I make my throwing knives from Mild Steel (low carbon) sheet. They are 35.5cm long, 6mm thick and around 255g heavy, the center of gravity is nearly in the center. The blanks are laser cut to size and then I do some work on the point end and generally clean off any burrs. When they are up to that stage, and I am certain that no more metal needs removing they then go for heat treatment whereby they are heated in a salts bath to cherry red, and the carbon soaks into the red hot steel. When a millimeter depth of carbon is introduced (this takes a set time), the blades are quenched in oil until completely cool. The blades are then glass-hard on the surface to a millimeter depth, with a soft core. This prevents burrs from kicking up on the blade. Finally they are sand papered clean, and I fit my stick-on handles (those are rubber-stickers I just have to peel off the paper, I have them made at a sticker company).
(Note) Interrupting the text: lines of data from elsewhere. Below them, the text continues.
// Copyright (c) 2018 Fabian Schuiki

//! Data structures representing a grammar.
//!
//! A grammar is assembled from named productions with a `GrammarBuilder`.
//! Every symbol that heads a production is a nonterminal; every other symbol
//! is a terminal. Symbols are interned into dense ids so that sets of them can
//! be stored as bit sets.

use std::collections::HashMap;
use std::fmt;

use crate::error::GrammarError;
use crate::Pretty;

/// A grammar.
#[derive(Debug, Clone)]
pub struct Grammar {
    productions: Vec<Production>,
    start: NonterminalId,
    nonterms: HashMap<String, NonterminalId>,
    terms: HashMap<String, TerminalId>,
    nonterm_names: Vec<String>,
    nonterm_productions: Vec<Vec<ProductionId>>,
    term_names: Vec<String>,
}

/// A single production within a grammar.
#[derive(Debug, Clone, PartialEq, Eq)]
pub struct Production {
    head: NonterminalId,
    body: Vec<Symbol>,
    rule: SemanticRule,
}

/// What a reduction by a production contributes to the syntax graph.
///
/// Child indices refer to positions in the production body, 0 being the
/// leftmost symbol.
#[derive(Debug, Clone, PartialEq, Eq, Hash)]
pub enum SemanticRule {
    /// No rule given; passes the leftmost child up unchanged.
    None,
    /// Pass the given child up unchanged.
    Copy(usize),
    /// Create a new node with the given label and children.
    Tree {
        /// The label of the new node.
        label: String,
        /// The body positions whose nodes become the children, in order.
        children: Vec<usize>,
    },
}

impl Default for SemanticRule {
    fn default() -> SemanticRule {
        SemanticRule::None
    }
}

impl SemanticRule {
    /// Create a tree rule.
    pub fn tree<S: Into<String>>(label: S, children: Vec<usize>) -> SemanticRule {
        SemanticRule::Tree {
            label: label.into(),
            children: children,
        }
    }

    /// The body positions this rule refers to.
    pub fn children(&self) -> &[usize] {
        match *self {
            SemanticRule::None => &[],
            SemanticRule::Copy(ref child) => std::slice::from_ref(child),
            SemanticRule::Tree { ref children, .. } => children,
        }
    }
}

/// A symbol of a production.
#[derive(Debug, Clone, Copy, PartialEq, Eq, PartialOrd, Ord, Hash)]
pub enum Symbol {
    /// A terminal.
    Terminal(TerminalId),
    /// A nonterminal.
    Nonterminal(NonterminalId),
}

/// A unique nonterminal identifier.
#[derive(Debug, Clone, Copy, PartialEq, Eq, PartialOrd, Ord, Hash)]
pub struct NonterminalId(usize);

/// A unique terminal identifier.
#[derive(Debug, Clone, Copy, PartialEq, Eq, PartialOrd, Ord, Hash)]
pub struct TerminalId(usize);

/// A unique production identifier.
#[derive(Debug, Clone, Copy, PartialEq, Eq, PartialOrd, Ord, Hash)]
pub struct ProductionId(usize);

/// The special end of input terminal `$`.
pub const END: TerminalId = TerminalId(0);

/// The name of the end of input terminal.
pub const END_NAME: &str = "$";

/// The augmenting production `S' -> S`.
pub const AUGMENTING: ProductionId = ProductionId(0);

/// An iterator over the productions of a grammar.
pub type ProductionsIter<'a> = std::slice::Iter<'a, Production>;

/// An iterator over the production IDs of a grammar.
pub type ProductionIdsIter<'a> = std::slice::Iter<'a, ProductionId>;

impl Grammar {
    fn new(start: &str) -> Grammar {
        let mut grammar = Grammar {
            productions: Vec::new(),
            start: NonterminalId(0),
            nonterms: HashMap::new(),
            terms: HashMap::new(),
            nonterm_names: Vec::new(),
            nonterm_productions: Vec::new(),
            term_names: Vec::new(),
        };
        grammar.terms.insert(END_NAME.into(), END);
        grammar.start = grammar.add_nonterminal(start);
        grammar
    }

    fn add_nonterminal<S: Into<String>>(&mut self, name: S) -> NonterminalId {
        let name = name.into();
        let next_id = NonterminalId(self.nonterm_names.len());
        if let Some(&id) = self.nonterms.get(&name) {
            id
        } else {
            self.nonterms.insert(name.clone(), next_id);
            self.nonterm_names.push(name);
            self.nonterm_productions.push(Vec::new());
            next_id
        }
    }

    fn add_terminal<S: Into<String>>(&mut self, name: S) -> TerminalId {
        let name = name.into();
        let next_id = TerminalId(self.term_names.len() + 1);
        if let Some(&id) = self.terms.get(&name) {
            id
        } else {
            self.terms.insert(name.clone(), next_id);
            self.term_names.push(name);
            next_id
        }
    }

    fn add_production(&mut self, production: Production) -> ProductionId {
        let id = ProductionId(self.productions.len());
        self.nonterm_productions[production.head.as_usize()].push(id);
        self.productions.push(production);
        id
    }

    /// The start symbol, which heads the augmenting production.
    pub fn start(&self) -> NonterminalId {
        self.start
    }

    /// Get the name of a nonterminal.
    pub fn nonterminal_name(&self, id: NonterminalId) -> &str {
        &self.nonterm_names[id.as_usize()]
    }

    /// Get the name of a terminal.
    pub fn terminal_name(&self, id: TerminalId) -> &str {
        if id == END {
            END_NAME
        } else {
            &self.term_names[id.as_usize() - 1]
        }
    }

    /// Get the name of a symbol.
    pub fn symbol_name(&self, symbol: Symbol) -> &str {
        match symbol {
            Symbol::Terminal(id) => self.terminal_name(id),
            Symbol::Nonterminal(id) => self.nonterminal_name(id),
        }
    }

    /// Look up a terminal by name.
    pub fn terminal(&self, name: &str) -> Option<TerminalId> {
        self.terms.get(name).cloned()
    }

    /// Look up a nonterminal by name.
    pub fn nonterminal(&self, name: &str) -> Option<NonterminalId> {
        self.nonterms.get(name).cloned()
    }

    /// Check whether a symbol name is a terminal, i.e. heads no production.
    pub fn is_terminal(&self, name: &str) -> bool {
        !self.nonterms.contains_key(name)
    }

    /// The upper bound on nonterminal IDs.
    ///
    /// Basically returns the largest nonterminal ID + 1. Can be used as
    /// capacity for containers that will hold nonterminals.
    pub fn nonterminal_id_bound(&self) -> usize {
        self.nonterm_names.len()
    }

    /// The upper bound on terminal IDs.
    ///
    /// Basically returns the largest terminal ID + 1. Can be used as capacity
    /// for containers that will hold terminals.
    pub fn terminal_id_bound(&self) -> usize {
        self.term_names.len() + 1
    }

    /// The productions in this grammar.
    pub fn productions(&self) -> ProductionsIter<'_> {
        self.productions.iter()
    }

    /// The productions for a specific nonterminal in the grammar.
    pub fn productions_for_nonterminal(&self, id: NonterminalId) -> ProductionIdsIter<'_> {
        self.nonterm_productions[id.as_usize()].iter()
    }

    /// Access a single production of this grammar.
    pub fn production(&self, id: ProductionId) -> &Production {
        &self.productions[id.as_usize()]
    }

    /// The number of productions.
    pub fn num_productions(&self) -> usize {
        self.productions.len()
    }
}

/// Assembles a grammar from named productions.
///
/// The first production added is the augmenting production and must be the
/// only one headed by the start symbol.
#[derive(Debug, Clone)]
pub struct GrammarBuilder {
    start: String,
    productions: Vec<(String, Vec<String>, SemanticRule)>,
}

impl GrammarBuilder {
    /// Create a builder for a grammar with the given start symbol.
    pub fn new<S: Into<String>>(start: S) -> GrammarBuilder {
        GrammarBuilder {
            start: start.into(),
            productions: Vec::new(),
        }
    }

    /// Add a production.
    pub fn production<H, I, B>(mut self, head: H, body: I, rule: SemanticRule) -> GrammarBuilder
    where
        H: Into<String>,
        I: IntoIterator<Item = B>,
        B: Into<String>,
    {
        self.productions.push((
            head.into(),
            body.into_iter().map(Into::into).collect(),
            rule,
        ));
        self
    }

    /// Check and intern the productions.
    pub fn build(self) -> Result<Grammar, GrammarError> {
        let start = self.start;
        match self.productions.first() {
            None => return Err(GrammarError::Empty),
            Some(&(ref head, _, _)) if *head != start => {
                return Err(GrammarError::StartMismatch {
                    start: start,
                    head: head.clone(),
                })
            }
            _ => (),
        }
        let count = self
            .productions
            .iter()
            .filter(|&&(ref head, _, _)| *head == start)
            .count();
        if count != 1 {
            return Err(GrammarError::AmbiguousStart {
                start: start,
                count: count,
            });
        }

        // Declare the nonterminals first, such that any symbol which heads a
        // production is never mistaken for a terminal.
        let mut grammar = Grammar::new(start.as_str());
        for &(ref head, _, _) in &self.productions {
            grammar.add_nonterminal(head.as_str());
        }

        for (index, (head, body, rule)) in self.productions.into_iter().enumerate() {
            if body.iter().any(|name| *name == start) {
                return Err(GrammarError::StartInBody {
                    start: start,
                    production: index,
                });
            }
            if let Some(&child) = rule.children().iter().find(|&&c| c >= body.len()) {
                return Err(GrammarError::ChildOutOfRange {
                    production: index,
                    child: child,
                    len: body.len(),
                });
            }
            let head = grammar.add_nonterminal(head);
            let body = body
                .into_iter()
                .map(|name| match grammar.nonterminal(&name) {
                    Some(id) => Symbol::Nonterminal(id),
                    None => Symbol::Terminal(grammar.add_terminal(name)),
                })
                .collect();
            grammar.add_production(Production::new(head, body, rule));
        }

        debug!(
            "grammar with {} productions, {} nonterminals, {} terminals",
            grammar.num_productions(),
            grammar.nonterminal_id_bound(),
            grammar.terminal_id_bound()
        );
        Ok(grammar)
    }
}

impl Production {
    /// Create a new production.
    pub fn new(head: NonterminalId, body: Vec<Symbol>, rule: SemanticRule) -> Production {
        Production {
            head: head,
            body: body,
            rule: rule,
        }
    }

    /// The nonterminal this production derives.
    pub fn head(&self) -> NonterminalId {
        self.head
    }

    /// The symbols in this production.
    pub fn body(&self) -> &[Symbol] {
        &self.body
    }

    /// The semantic rule applied when reducing by this production.
    pub fn rule(&self) -> &SemanticRule {
        &self.rule
    }

    /// Get a pretty printer for this production.
    pub fn pretty<'a>(&'a self, grammar: &'a Grammar) -> Pretty<&'a Grammar, &'a Self> {
        Pretty::new(grammar, self)
    }
}

impl<'a> fmt::Display for Pretty<&'a Grammar, &'a Production> {
    fn fmt(&self, f: &mut fmt::Formatter) -> fmt::Result {
        write!(f, "{} ->", self.item.head.pretty(self.ctx))?;
        for symbol in &self.item.body {
            write!(f, " {}", symbol.pretty(self.ctx))?;
        }
        if self.item.body.is_empty() {
            write!(f, " ε")?;
        }
        Ok(())
    }
}

impl Symbol {
    /// Get a pretty printer for this symbol.
    pub fn pretty<'a>(&'a self, grammar: &'a Grammar) -> Pretty<&'a Grammar, &'a Self> {
        Pretty::new(grammar, self)
    }
}

impl From<TerminalId> for Symbol {
    fn from(id: TerminalId) -> Symbol {
        Symbol::Terminal(id)
    }
}

impl From<NonterminalId> for Symbol {
    fn from(id: NonterminalId) -> Symbol {
        Symbol::Nonterminal(id)
    }
}

impl<'a> fmt::Display for Pretty<&'a Grammar, &'a Symbol> {
    fn fmt(&self, f: &mut fmt::Formatter) -> fmt::Result {
        write!(f, "{}", self.ctx.symbol_name(*self.item))
    }
}

impl NonterminalId {
    /// Create a nonterminal id from a usize.
    pub fn from_usize(id: usize) -> NonterminalId {
        NonterminalId(id)
    }

    /// Obtain the id as a usize.
    pub fn as_usize(self) -> usize {
        self.0
    }

    /// Get a pretty printer for this nonterminal.
    pub fn pretty(self, grammar: &Grammar) -> Pretty<&Grammar, Self> {
        Pretty::new(grammar, self)
    }
}

impl<'a> fmt::Display for Pretty<&'a Grammar, NonterminalId> {
    fn fmt(&self, f: &mut fmt::Formatter) -> fmt::Result {
        write!(f, "{}", self.ctx.nonterminal_name(self.item))
    }
}

impl TerminalId {
    /// Create a terminal id from a usize.
    pub fn from_usize(id: usize) -> TerminalId {
        TerminalId(id)
    }

    /// Obtain the id as a usize.
    pub fn as_usize(self) -> usize {
        self.0
    }

    /// Get a pretty printer for this terminal.
    pub fn pretty(self, grammar: &Grammar) -> Pretty<&Grammar, Self> {
        Pretty::new(grammar, self)
    }
}

impl<'a> fmt::Display for Pretty<&'a Grammar, TerminalId> {
    fn fmt(&self, f: &mut fmt::Formatter) -> fmt::Result {
        write!(f, "{}", self.ctx.terminal_name(self.item))
    }
}

impl ProductionId {
    /// Create a production id from a usize.
    pub fn from_usize(id: usize) -> ProductionId {
        ProductionId(id)
    }

    /// Obtain the id as a usize.
    pub fn as_usize(self) -> usize {
        self.0
    }
}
The throwing knives' sleek shape is the one that suits my throwing style best. That is No/-Quarter-/Half-spin throws! The shape allows easy sliding from the hand, both from the blade and the handle. The small hilt is cosmetic, and makes the throwing knife more "daggery".
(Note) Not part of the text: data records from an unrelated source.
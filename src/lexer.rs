// Copyright (c) 2018 Fabian Schuiki

//! A maximal-munch tokenizer driven by one automaton per named pattern.

use std::fmt;

use indexmap::IndexMap;

use crate::dfa::Dfa;
use crate::error::{PatternError, UnmatchedInput};
use crate::regex;

/// A token produced by the tokenizer.
#[derive(Clone, Debug, PartialEq, Eq, Hash)]
pub struct Token {
    kind: String,
    lexeme: String,
}

impl Token {
    /// Create a new token.
    pub fn new<K: Into<String>, L: Into<String>>(kind: K, lexeme: L) -> Token {
        Token {
            kind: kind.into(),
            lexeme: lexeme.into(),
        }
    }

    /// The name of the pattern that matched the token.
    pub fn kind(&self) -> &str {
        &self.kind
    }

    /// The text of the token.
    pub fn lexeme(&self) -> &str {
        &self.lexeme
    }
}

impl fmt::Display for Token {
    fn fmt(&self, f: &mut fmt::Formatter) -> fmt::Result {
        write!(f, "({}, {:?})", self.kind, self.lexeme)
    }
}

/// A tokenizer.
///
/// Splits input into the longest prefix any pattern accepts. If two patterns
/// accept prefixes of the same length, the one added first wins.
#[derive(Debug, Clone, Default)]
pub struct Tokenizer {
    patterns: IndexMap<String, Dfa>,
}

impl Tokenizer {
    /// Create a new tokenizer without any patterns.
    pub fn new() -> Tokenizer {
        Tokenizer {
            patterns: IndexMap::new(),
        }
    }

    /// Create a tokenizer from a sequence of name and pattern pairs.
    ///
    /// Fails on the first pattern that does not compile.
    pub fn with_patterns<I, N, P>(patterns: I) -> Result<Tokenizer, PatternError>
    where
        I: IntoIterator<Item = (N, P)>,
        N: Into<String>,
        P: AsRef<str>,
    {
        let mut tokenizer = Tokenizer::new();
        for (name, pattern) in patterns {
            tokenizer.add_pattern(name, pattern.as_ref())?;
        }
        Ok(tokenizer)
    }

    /// Compile and add a pattern.
    ///
    /// A pattern with the same name as an existing one replaces it, but keeps
    /// its original position in the tie-break order.
    pub fn add_pattern<N>(&mut self, name: N, pattern: &str) -> Result<(), PatternError>
    where
        N: Into<String>,
    {
        let name = name.into();
        let dfa = regex::compile(pattern)?.determinize();
        debug!(
            "pattern `{}` compiled to {} dfa transitions",
            name,
            dfa.graph().num_transitions()
        );
        self.patterns.insert(name, dfa);
        Ok(())
    }

    /// The names of the patterns, in tie-break order.
    pub fn patterns(&self) -> Patterns<'_> {
        Patterns(self.patterns.keys())
    }

    /// Determine the longest non-empty prefix of `input` that the pattern
    /// `name` accepts.
    ///
    /// Returns an empty string if the pattern accepts no such prefix or if
    /// there is no pattern by that name.
    pub fn longest_match<'a>(&mut self, name: &str, input: &'a str) -> &'a str {
        match self.patterns.get_mut(name) {
            Some(dfa) => &input[..dfa.longest_prefix(input)],
            None => "",
        }
    }

    /// Find the pattern accepting the longest prefix of `input`.
    fn best_match(&mut self, input: &str) -> Option<(usize, usize)> {
        let mut best: Option<(usize, usize)> = None;
        for (index, (_, dfa)) in self.patterns.iter_mut().enumerate() {
            let len = dfa.longest_prefix(input);
            if len > best.map(|(_, l)| l).unwrap_or(0) {
                best = Some((index, len));
            }
        }
        best
    }

    /// Split `input` into tokens.
    ///
    /// Stops at the first position where no pattern matches and returns the
    /// tokens produced up to that point. Callers that need all of the input
    /// to be consumed should use `tokenize_exact`.
    pub fn tokenize(&mut self, input: &str) -> Vec<Token> {
        self.tokenize_prefix(input).0
    }

    /// Split all of `input` into tokens.
    ///
    /// Fails with the offset of the first character no pattern matches.
    pub fn tokenize_exact(&mut self, input: &str) -> Result<Vec<Token>, UnmatchedInput> {
        let (tokens, consumed) = self.tokenize_prefix(input);
        if consumed == input.len() {
            Ok(tokens)
        } else {
            Err(UnmatchedInput { offset: consumed })
        }
    }

    fn tokenize_prefix(&mut self, input: &str) -> (Vec<Token>, usize) {
        let mut tokens = Vec::new();
        let mut offset = 0;
        while offset < input.len() {
            let rest = &input[offset..];
            let (index, len) = match self.best_match(rest) {
                Some(m) => m,
                None => {
                    debug!("no pattern matches at offset {}", offset);
                    break;
                }
            };
            let (name, _) = match self.patterns.get_index(index) {
                Some(entry) => entry,
                None => break,
            };
            let token = Token::new(name.as_str(), &rest[..len]);
            trace!("token {}", token);
            tokens.push(token);
            offset += len;
        }
        (tokens, offset)
    }

    /// Clear the run state of every pattern.
    pub fn reset(&mut self) {
        for dfa in self.patterns.values_mut() {
            dfa.reset();
        }
    }
}

/// An iterator over the pattern names of a tokenizer.
pub struct Patterns<'a>(indexmap::map::Keys<'a, String, Dfa>);

impl<'a> Iterator for Patterns<'a> {
    type Item = &'a str;

    fn next(&mut self) -> Option<&'a str> {
        self.0.next().map(|s| s.as_str())
    }
}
A short note on Roy's special throwing style: He strives to reduce the rotation of his throwing knives nearly to zero. There is no arch in his throw, he pushes the knife to the target similarly to the movement you would use to throw a very heavy ball (shotput in sports). The index finger rests on the spine of the throwing knife, and it pushes down on it when the knife has halfway left the hand, to reduce the spin. With years of practice, Roy can throw no-spins from 5m and further.